(Collected data)
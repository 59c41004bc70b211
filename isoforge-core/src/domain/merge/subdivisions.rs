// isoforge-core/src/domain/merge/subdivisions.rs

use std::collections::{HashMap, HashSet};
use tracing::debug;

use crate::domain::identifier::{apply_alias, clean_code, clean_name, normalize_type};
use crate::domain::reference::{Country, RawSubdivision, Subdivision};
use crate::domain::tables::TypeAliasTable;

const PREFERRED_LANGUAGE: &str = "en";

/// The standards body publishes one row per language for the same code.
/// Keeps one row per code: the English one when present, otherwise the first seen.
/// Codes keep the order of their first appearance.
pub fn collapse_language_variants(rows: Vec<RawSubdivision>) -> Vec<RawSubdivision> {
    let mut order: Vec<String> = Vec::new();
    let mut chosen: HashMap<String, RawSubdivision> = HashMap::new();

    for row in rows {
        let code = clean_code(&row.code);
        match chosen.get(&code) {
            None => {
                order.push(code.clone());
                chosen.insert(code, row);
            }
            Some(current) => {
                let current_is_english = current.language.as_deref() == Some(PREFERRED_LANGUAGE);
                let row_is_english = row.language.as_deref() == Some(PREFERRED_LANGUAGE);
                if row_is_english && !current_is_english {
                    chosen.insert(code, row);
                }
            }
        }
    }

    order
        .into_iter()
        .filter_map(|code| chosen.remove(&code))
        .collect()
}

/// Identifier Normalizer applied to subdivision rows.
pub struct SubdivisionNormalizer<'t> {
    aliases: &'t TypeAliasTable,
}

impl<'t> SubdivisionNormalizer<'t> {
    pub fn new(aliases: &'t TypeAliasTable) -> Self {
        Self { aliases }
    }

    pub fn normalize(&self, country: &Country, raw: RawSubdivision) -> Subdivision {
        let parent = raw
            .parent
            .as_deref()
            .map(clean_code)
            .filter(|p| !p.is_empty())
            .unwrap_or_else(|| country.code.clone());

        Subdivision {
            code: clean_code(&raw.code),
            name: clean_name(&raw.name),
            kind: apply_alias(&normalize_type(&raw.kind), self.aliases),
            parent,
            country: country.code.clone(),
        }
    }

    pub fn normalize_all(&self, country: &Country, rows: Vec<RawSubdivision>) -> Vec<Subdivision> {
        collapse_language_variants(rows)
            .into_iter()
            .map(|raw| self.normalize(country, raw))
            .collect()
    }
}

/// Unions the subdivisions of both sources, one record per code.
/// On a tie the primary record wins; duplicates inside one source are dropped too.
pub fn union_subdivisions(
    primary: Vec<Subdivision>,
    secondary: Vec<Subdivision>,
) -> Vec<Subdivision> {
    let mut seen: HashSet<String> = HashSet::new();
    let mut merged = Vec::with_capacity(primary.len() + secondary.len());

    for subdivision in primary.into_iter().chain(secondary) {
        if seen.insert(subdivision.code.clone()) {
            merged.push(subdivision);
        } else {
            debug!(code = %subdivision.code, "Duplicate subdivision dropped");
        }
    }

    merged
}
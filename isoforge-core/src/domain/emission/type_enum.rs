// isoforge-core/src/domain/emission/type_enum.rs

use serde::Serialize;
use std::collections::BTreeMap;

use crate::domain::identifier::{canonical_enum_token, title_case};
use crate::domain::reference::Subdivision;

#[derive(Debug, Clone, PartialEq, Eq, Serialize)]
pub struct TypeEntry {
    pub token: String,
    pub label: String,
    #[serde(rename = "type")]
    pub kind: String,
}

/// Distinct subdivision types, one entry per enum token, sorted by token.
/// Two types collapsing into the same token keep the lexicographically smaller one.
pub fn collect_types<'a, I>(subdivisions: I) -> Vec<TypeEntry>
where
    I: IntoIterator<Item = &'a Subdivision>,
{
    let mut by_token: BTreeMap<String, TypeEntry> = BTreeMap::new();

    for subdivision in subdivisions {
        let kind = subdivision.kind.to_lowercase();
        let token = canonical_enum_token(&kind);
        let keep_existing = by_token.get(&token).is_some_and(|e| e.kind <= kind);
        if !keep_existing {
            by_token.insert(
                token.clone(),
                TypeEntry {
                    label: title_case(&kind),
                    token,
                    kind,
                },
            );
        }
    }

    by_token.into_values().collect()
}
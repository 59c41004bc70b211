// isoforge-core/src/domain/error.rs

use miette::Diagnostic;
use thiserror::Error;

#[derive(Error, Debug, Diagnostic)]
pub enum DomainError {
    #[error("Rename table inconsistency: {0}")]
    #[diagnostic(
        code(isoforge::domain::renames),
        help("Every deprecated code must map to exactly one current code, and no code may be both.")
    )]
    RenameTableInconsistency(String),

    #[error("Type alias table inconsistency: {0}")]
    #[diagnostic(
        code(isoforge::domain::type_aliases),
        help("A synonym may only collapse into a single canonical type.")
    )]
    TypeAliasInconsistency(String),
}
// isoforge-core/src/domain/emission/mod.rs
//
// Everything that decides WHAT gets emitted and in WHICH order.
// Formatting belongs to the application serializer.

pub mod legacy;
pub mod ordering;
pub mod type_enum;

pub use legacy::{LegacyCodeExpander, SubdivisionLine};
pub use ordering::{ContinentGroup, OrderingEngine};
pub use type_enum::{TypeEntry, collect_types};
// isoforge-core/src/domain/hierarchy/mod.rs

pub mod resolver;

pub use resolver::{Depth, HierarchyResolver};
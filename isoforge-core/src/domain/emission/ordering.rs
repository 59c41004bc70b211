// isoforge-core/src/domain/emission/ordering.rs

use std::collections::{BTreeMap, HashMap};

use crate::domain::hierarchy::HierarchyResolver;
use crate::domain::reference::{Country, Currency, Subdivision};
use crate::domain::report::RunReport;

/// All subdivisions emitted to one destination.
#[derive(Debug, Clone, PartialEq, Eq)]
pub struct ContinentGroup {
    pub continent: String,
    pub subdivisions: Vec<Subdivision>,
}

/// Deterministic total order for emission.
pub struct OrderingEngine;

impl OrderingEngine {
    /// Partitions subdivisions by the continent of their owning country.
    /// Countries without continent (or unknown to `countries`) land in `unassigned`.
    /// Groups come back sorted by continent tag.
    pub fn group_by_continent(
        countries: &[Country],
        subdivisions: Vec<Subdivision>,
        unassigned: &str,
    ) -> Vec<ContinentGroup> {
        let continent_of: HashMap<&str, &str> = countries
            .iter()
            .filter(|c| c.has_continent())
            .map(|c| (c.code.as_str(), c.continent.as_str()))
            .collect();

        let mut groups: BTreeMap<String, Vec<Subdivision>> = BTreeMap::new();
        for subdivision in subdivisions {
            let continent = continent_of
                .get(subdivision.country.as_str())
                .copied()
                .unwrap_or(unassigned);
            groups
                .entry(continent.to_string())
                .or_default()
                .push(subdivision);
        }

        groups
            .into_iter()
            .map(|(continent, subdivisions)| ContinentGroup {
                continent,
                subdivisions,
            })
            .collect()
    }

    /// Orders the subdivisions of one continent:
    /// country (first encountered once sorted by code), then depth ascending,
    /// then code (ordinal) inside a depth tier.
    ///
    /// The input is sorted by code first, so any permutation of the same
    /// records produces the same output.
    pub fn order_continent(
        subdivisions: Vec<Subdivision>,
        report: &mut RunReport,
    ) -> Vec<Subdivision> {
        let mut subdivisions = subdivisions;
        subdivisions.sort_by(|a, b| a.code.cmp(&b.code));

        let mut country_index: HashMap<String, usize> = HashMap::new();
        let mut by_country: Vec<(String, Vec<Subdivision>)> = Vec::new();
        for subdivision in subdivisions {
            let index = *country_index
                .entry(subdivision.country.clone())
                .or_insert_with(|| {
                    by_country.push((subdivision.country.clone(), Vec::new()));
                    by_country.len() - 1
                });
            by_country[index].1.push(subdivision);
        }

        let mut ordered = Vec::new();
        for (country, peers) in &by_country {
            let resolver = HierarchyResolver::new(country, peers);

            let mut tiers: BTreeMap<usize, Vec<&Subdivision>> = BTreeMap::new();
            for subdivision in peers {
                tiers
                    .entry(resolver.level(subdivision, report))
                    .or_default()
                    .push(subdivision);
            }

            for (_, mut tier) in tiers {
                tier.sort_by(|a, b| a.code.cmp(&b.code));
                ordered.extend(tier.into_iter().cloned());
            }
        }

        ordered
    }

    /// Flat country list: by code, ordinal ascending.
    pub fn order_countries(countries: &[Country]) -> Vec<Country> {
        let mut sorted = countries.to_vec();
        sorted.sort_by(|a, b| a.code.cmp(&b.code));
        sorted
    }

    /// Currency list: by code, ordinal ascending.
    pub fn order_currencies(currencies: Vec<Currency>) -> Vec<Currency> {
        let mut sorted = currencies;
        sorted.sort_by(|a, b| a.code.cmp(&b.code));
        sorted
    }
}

> [Requirement] Gather each line from the entries above that includes the word "ordered".

> [Response area]
        let mut ordered = Vec::new();
                ordered.extend(tier.into_iter().cloned());
        ordered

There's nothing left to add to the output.